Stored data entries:
• • • • • • •
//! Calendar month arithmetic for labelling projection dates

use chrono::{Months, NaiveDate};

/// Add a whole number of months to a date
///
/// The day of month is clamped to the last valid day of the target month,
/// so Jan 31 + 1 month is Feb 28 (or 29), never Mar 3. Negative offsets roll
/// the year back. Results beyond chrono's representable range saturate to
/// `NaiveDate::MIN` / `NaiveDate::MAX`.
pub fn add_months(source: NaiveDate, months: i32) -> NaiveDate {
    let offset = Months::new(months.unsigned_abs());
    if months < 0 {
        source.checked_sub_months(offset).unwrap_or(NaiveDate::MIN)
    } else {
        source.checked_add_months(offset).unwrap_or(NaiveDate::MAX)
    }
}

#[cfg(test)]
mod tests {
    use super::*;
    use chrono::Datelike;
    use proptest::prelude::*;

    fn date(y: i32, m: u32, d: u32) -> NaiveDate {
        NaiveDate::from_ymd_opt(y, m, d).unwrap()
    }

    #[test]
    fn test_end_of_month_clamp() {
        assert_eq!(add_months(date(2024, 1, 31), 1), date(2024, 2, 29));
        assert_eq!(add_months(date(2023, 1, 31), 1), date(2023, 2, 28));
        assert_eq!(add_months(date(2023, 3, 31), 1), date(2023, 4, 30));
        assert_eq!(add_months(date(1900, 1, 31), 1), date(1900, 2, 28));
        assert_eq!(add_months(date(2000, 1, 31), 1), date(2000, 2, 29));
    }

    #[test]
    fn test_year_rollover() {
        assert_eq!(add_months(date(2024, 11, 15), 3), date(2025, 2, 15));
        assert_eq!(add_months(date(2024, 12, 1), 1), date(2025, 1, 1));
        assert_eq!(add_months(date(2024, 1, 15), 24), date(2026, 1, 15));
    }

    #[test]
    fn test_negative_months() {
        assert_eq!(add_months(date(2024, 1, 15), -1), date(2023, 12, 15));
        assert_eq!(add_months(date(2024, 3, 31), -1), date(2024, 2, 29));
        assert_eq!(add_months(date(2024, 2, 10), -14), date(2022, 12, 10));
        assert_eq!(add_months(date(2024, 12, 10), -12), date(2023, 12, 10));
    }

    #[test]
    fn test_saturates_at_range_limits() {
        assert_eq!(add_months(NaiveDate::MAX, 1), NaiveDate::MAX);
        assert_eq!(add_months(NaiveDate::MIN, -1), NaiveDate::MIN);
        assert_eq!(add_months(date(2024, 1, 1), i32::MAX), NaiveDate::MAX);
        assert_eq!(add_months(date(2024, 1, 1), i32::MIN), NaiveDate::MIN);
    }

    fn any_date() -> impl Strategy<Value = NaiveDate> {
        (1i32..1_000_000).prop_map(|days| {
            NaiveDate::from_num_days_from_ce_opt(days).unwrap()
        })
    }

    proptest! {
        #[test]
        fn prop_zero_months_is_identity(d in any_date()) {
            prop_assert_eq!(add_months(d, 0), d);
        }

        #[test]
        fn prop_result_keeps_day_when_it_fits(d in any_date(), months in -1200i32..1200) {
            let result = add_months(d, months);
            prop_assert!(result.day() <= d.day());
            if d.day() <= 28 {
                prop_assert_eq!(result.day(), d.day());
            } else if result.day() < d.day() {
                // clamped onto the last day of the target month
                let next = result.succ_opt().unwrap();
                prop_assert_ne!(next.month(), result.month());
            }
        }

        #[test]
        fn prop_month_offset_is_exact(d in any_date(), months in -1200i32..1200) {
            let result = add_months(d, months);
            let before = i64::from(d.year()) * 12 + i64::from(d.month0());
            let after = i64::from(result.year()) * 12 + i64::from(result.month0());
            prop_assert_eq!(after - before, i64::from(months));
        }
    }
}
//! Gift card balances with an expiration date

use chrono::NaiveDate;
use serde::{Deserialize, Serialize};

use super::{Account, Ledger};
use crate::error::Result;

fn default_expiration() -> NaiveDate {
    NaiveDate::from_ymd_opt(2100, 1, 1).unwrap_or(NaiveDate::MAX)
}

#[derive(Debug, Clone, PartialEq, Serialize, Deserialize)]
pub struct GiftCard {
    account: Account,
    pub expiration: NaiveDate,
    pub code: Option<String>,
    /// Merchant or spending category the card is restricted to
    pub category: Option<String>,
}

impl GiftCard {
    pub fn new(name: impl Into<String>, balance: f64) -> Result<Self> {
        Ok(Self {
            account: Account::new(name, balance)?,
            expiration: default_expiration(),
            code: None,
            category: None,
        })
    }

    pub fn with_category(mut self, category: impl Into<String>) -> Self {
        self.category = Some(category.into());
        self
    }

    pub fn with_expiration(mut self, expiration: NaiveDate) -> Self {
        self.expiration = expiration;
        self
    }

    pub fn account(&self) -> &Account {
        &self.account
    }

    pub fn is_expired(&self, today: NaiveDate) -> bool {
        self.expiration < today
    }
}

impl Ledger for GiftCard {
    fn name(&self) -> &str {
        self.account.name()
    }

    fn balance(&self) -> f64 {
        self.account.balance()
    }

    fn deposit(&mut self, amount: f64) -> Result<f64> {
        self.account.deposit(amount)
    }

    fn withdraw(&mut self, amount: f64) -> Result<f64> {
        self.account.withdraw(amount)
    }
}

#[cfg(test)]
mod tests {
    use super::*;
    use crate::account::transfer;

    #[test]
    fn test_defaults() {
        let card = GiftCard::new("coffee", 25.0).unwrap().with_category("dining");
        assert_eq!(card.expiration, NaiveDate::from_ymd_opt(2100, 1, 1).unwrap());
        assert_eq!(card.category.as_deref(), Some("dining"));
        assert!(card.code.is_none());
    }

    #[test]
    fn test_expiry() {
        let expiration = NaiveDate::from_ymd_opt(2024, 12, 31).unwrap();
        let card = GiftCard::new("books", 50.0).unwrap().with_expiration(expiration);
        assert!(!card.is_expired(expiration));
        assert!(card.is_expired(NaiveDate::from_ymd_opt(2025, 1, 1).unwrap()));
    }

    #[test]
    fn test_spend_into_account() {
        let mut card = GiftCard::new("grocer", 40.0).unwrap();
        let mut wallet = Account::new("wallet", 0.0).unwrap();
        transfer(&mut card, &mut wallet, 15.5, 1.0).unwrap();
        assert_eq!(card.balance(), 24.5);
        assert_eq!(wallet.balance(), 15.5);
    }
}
• • • • • • •
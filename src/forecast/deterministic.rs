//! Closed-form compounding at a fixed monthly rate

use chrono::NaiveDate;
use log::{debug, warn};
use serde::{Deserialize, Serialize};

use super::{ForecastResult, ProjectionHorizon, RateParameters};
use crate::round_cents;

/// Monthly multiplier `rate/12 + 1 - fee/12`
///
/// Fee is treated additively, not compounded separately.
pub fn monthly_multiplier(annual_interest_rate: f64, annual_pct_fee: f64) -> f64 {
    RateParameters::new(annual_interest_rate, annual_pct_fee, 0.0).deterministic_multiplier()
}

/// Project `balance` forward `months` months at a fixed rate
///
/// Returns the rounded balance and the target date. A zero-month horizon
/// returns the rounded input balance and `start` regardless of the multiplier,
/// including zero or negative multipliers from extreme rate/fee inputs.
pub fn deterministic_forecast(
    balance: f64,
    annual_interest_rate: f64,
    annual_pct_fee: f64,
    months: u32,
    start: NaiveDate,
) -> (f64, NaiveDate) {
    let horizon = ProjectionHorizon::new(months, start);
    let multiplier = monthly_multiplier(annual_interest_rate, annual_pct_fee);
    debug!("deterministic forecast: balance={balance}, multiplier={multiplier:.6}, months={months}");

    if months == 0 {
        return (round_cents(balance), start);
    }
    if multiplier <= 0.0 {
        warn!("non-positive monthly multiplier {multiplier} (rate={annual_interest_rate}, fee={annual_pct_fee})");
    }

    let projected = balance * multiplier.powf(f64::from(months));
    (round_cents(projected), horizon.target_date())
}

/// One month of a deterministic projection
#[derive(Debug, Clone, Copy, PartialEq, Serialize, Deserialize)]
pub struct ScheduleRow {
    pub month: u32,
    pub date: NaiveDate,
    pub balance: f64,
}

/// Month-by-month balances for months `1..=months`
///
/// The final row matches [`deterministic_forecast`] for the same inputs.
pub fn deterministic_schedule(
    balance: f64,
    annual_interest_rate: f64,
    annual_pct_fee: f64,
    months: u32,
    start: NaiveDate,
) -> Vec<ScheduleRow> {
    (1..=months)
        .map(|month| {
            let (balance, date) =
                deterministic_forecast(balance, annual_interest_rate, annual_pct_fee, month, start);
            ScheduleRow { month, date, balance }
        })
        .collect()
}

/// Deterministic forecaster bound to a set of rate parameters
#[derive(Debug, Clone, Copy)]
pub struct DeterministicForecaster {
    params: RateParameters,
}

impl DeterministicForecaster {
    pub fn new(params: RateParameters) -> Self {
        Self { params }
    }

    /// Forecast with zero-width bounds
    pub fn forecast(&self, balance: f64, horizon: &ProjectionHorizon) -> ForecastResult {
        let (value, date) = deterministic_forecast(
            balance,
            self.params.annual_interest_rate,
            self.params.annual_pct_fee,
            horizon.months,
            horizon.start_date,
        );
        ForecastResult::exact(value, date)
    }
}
• • • • • • •
ABOUT THIS TASK: The answer is the lines above between the line holding "labelling projection dates" and the line holding "assert_eq!(add_months(date(2023, 1, 31), 1), date(2023, 2, 28));", inclusive, each written out exactly, and no others.

EXERCISE ANSWER:
//! Calendar month arithmetic for labelling projection dates

use chrono::{Months, NaiveDate};

/// Add a whole number of months to a date
///
/// The day of month is clamped to the last valid day of the target month,
/// so Jan 31 + 1 month is Feb 28 (or 29), never Mar 3. Negative offsets roll
/// the year back. Results beyond chrono's representable range saturate to
/// `NaiveDate::MIN` / `NaiveDate::MAX`.
pub fn add_months(source: NaiveDate, months: i32) -> NaiveDate {
    let offset = Months::new(months.unsigned_abs());
    if months < 0 {
        source.checked_sub_months(offset).unwrap_or(NaiveDate::MIN)
    } else {
        source.checked_add_months(offset).unwrap_or(NaiveDate::MAX)
    }
}

#[cfg(test)]
mod tests {
    use super::*;
    use chrono::Datelike;
    use proptest::prelude::*;

    fn date(y: i32, m: u32, d: u32) -> NaiveDate {
        NaiveDate::from_ymd_opt(y, m, d).unwrap()
    }

    #[test]
    fn test_end_of_month_clamp() {
        assert_eq!(add_months(date(2024, 1, 31), 1), date(2024, 2, 29));
        assert_eq!(add_months(date(2023, 1, 31), 1), date(2023, 2, 28));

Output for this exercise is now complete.